Stored data entries:
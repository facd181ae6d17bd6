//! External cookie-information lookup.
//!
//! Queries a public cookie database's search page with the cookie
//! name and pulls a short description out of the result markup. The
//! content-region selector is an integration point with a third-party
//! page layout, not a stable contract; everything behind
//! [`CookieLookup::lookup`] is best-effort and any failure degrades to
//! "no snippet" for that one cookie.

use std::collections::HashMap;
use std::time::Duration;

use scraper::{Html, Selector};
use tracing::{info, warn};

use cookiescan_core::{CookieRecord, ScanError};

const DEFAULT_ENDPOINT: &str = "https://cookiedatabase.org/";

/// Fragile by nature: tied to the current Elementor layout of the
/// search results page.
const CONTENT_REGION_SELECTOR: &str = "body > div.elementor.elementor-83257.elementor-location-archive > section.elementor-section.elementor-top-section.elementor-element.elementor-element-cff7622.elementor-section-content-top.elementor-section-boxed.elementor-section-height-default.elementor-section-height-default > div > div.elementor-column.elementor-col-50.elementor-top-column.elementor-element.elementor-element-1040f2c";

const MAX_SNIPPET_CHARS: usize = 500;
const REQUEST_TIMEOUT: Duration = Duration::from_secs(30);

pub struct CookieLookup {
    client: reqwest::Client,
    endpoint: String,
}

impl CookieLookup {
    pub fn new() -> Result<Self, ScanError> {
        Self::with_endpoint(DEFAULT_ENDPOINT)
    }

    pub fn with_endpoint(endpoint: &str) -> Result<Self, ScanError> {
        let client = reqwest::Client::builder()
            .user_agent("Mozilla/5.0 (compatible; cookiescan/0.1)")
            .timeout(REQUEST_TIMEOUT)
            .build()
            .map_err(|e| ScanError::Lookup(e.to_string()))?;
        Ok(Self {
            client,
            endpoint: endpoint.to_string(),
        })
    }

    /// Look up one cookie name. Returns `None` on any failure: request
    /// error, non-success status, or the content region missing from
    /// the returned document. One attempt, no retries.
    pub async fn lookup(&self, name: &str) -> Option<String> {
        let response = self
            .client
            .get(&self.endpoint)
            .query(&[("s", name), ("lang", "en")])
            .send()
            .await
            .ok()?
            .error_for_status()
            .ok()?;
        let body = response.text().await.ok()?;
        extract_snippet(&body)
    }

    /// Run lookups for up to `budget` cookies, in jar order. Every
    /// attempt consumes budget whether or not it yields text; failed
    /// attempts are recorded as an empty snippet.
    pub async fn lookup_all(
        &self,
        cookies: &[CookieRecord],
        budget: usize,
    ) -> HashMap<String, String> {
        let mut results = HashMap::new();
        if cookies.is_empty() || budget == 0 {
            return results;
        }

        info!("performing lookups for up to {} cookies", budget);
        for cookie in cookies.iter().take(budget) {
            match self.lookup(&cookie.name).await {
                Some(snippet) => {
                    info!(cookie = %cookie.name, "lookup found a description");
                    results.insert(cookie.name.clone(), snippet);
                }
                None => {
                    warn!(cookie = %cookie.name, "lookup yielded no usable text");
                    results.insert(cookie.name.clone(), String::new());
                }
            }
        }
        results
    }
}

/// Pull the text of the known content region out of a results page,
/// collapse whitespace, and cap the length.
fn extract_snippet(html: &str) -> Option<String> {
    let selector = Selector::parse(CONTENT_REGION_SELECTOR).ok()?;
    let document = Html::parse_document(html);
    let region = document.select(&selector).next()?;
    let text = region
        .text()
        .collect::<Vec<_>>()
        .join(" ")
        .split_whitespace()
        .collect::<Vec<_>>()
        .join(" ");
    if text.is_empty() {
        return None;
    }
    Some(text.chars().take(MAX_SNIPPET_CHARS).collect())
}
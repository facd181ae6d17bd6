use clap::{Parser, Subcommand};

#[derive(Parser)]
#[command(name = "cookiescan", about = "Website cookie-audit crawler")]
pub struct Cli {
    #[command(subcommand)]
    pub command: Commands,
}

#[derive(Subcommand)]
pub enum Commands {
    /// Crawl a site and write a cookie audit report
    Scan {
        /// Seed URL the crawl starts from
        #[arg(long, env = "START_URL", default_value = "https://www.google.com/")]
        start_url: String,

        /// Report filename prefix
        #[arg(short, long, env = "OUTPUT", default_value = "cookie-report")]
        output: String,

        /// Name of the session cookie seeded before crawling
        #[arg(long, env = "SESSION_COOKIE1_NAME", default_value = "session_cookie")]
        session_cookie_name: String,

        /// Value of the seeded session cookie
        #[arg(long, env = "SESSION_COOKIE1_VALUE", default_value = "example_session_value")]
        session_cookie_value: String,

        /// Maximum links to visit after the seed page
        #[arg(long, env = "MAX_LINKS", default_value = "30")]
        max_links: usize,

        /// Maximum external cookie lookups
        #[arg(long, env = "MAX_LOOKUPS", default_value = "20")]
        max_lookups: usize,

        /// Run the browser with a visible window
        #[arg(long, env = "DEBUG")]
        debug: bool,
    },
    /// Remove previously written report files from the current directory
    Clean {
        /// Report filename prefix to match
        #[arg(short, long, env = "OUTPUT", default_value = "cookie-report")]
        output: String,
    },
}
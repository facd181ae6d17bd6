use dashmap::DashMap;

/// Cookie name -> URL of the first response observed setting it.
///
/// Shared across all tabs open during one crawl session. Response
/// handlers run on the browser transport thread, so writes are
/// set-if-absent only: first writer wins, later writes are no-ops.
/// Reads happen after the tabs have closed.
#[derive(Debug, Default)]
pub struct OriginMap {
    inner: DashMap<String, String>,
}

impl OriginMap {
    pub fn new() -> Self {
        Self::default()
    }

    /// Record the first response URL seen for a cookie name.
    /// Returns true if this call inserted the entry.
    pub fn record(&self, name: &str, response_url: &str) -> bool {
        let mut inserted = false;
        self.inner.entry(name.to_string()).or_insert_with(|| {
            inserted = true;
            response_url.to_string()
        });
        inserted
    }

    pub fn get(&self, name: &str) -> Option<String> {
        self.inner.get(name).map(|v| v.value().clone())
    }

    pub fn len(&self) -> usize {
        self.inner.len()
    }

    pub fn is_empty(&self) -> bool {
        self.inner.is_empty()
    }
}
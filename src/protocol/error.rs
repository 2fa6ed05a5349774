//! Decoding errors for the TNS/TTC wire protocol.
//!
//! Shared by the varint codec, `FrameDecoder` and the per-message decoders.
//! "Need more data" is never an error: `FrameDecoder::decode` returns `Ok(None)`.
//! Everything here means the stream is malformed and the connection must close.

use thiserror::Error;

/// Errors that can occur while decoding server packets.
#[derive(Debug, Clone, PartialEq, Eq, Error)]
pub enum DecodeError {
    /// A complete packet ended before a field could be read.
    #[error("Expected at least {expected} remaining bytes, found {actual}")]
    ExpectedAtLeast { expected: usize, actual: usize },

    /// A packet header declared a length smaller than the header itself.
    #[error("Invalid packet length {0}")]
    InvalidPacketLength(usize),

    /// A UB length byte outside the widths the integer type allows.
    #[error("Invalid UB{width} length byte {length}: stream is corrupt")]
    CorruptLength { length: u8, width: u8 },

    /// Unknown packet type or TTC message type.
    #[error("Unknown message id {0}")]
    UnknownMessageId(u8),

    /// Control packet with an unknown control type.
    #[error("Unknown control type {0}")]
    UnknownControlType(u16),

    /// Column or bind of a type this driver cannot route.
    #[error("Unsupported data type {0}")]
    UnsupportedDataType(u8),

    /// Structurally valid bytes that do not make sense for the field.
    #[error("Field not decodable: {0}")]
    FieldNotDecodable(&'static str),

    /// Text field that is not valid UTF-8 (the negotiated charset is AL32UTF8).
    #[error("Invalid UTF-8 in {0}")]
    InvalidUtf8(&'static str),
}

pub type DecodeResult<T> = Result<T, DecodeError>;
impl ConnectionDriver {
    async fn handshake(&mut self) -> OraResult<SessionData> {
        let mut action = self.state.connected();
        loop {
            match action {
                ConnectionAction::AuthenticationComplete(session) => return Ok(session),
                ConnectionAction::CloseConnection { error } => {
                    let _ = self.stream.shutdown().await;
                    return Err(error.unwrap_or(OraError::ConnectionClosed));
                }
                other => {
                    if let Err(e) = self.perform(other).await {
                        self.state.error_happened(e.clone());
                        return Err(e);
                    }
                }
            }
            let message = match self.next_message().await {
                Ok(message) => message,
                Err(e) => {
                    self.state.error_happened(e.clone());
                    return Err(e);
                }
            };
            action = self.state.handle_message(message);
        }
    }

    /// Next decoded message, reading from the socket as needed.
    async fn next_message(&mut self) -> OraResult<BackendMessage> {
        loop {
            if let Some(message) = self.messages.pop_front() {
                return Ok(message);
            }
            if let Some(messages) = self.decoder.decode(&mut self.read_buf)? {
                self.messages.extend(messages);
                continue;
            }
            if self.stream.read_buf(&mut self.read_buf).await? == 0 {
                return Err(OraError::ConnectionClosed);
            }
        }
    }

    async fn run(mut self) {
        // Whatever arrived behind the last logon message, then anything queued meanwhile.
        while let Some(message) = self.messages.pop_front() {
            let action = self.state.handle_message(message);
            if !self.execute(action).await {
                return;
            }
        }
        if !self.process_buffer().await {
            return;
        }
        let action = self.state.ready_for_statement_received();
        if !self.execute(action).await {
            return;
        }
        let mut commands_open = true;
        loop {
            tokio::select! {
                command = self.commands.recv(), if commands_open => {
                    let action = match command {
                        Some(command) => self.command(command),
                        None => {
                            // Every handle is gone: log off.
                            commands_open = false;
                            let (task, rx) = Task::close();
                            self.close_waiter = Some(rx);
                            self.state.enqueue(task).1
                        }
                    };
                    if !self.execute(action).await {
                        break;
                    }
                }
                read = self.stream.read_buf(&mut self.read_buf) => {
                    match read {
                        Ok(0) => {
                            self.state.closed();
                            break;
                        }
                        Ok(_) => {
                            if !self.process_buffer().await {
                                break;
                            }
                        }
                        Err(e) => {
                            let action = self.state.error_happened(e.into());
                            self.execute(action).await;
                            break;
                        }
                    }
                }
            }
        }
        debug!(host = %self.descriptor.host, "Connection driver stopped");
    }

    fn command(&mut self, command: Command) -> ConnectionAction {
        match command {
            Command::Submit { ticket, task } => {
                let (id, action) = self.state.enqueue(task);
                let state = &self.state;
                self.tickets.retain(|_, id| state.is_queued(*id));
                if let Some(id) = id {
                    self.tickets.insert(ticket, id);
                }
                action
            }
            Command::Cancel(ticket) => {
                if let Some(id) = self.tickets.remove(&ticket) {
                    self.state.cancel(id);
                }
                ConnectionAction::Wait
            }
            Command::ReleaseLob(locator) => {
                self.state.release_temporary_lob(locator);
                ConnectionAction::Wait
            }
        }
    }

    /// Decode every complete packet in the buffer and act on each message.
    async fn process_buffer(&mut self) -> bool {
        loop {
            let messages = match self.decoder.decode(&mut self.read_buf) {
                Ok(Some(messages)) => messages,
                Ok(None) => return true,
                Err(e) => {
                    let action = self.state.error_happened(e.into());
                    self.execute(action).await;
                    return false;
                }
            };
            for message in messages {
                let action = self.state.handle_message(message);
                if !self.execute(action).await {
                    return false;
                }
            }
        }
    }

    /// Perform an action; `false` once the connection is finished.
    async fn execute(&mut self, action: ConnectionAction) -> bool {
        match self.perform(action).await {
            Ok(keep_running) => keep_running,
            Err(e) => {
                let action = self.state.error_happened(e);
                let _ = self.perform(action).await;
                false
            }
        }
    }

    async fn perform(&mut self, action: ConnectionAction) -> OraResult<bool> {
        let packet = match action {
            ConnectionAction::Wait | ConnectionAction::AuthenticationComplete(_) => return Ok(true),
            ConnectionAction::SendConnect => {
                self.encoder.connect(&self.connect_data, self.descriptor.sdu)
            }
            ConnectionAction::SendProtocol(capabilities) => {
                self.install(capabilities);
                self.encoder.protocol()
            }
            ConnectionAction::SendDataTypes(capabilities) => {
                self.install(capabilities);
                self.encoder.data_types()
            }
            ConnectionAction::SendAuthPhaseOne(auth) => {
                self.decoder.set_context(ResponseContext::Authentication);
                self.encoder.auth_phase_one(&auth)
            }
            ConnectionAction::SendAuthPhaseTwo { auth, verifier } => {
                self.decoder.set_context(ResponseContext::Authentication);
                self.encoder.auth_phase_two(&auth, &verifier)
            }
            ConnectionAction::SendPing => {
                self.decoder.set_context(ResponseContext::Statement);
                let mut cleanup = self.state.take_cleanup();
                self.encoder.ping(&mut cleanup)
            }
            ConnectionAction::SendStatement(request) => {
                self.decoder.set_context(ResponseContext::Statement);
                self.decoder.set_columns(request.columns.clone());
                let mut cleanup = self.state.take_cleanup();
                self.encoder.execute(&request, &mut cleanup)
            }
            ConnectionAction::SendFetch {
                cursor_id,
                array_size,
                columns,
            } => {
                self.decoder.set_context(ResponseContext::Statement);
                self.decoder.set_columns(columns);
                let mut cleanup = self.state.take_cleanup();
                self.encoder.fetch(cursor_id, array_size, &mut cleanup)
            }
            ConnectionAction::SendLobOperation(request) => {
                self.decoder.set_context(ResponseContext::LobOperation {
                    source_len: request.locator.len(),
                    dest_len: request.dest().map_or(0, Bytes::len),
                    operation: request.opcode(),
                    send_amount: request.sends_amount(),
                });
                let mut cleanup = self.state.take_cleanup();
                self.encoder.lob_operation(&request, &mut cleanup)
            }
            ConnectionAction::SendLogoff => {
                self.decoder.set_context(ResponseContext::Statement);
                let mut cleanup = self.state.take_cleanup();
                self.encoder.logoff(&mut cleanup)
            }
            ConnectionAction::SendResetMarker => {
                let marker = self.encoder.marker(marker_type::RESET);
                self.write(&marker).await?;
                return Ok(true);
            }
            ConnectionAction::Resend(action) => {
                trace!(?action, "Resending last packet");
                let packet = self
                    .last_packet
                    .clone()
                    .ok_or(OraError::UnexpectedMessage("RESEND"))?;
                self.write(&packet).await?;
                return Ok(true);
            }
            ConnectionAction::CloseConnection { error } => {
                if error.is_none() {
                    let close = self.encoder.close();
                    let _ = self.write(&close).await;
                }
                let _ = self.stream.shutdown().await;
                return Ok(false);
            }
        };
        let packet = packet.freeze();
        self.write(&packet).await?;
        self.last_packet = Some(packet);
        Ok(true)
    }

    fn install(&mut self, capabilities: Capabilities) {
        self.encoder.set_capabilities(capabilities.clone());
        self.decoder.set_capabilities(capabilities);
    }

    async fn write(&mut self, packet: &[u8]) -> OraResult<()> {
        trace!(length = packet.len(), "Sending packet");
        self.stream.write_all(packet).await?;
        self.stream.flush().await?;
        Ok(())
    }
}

==

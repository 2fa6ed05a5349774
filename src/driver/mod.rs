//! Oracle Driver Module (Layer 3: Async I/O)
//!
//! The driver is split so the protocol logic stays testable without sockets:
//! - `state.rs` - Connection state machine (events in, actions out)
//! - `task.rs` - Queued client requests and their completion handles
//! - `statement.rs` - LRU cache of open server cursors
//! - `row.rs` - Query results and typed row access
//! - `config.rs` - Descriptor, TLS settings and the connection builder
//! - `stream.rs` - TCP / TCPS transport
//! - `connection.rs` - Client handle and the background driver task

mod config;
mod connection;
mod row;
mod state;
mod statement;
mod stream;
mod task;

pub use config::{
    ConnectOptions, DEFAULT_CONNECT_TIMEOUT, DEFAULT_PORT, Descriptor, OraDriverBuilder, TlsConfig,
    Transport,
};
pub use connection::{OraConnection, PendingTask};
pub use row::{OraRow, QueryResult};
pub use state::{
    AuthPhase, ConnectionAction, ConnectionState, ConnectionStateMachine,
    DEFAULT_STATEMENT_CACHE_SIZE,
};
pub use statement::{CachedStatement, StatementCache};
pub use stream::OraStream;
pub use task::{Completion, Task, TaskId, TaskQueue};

WHAT TO PRODUCE: Set down precisely the lines above between the line holding "let body = response.text().await.ok()?;" and the line holding "cap the length.", inclusive, and nothing beyond them.

TASK RESULT:
        let body = response.text().await.ok()?;
        extract_snippet(&body)
    }

    /// Run lookups for up to `budget` cookies, in jar order. Every
    /// attempt consumes budget whether or not it yields text; failed
    /// attempts are recorded as an empty snippet.
    pub async fn lookup_all(
        &self,
        cookies: &[CookieRecord],
        budget: usize,
    ) -> HashMap<String, String> {
        let mut results = HashMap::new();
        if cookies.is_empty() || budget == 0 {
            return results;
        }

        info!("performing lookups for up to {} cookies", budget);
        for cookie in cookies.iter().take(budget) {
            match self.lookup(&cookie.name).await {
                Some(snippet) => {
                    info!(cookie = %cookie.name, "lookup found a description");
                    results.insert(cookie.name.clone(), snippet);
                }
                None => {
                    warn!(cookie = %cookie.name, "lookup yielded no usable text");
                    results.insert(cookie.name.clone(), String::new());
                }
            }
        }
        results
    }
}

/// Pull the text of the known content region out of a results page,
/// collapse whitespace, and cap the length.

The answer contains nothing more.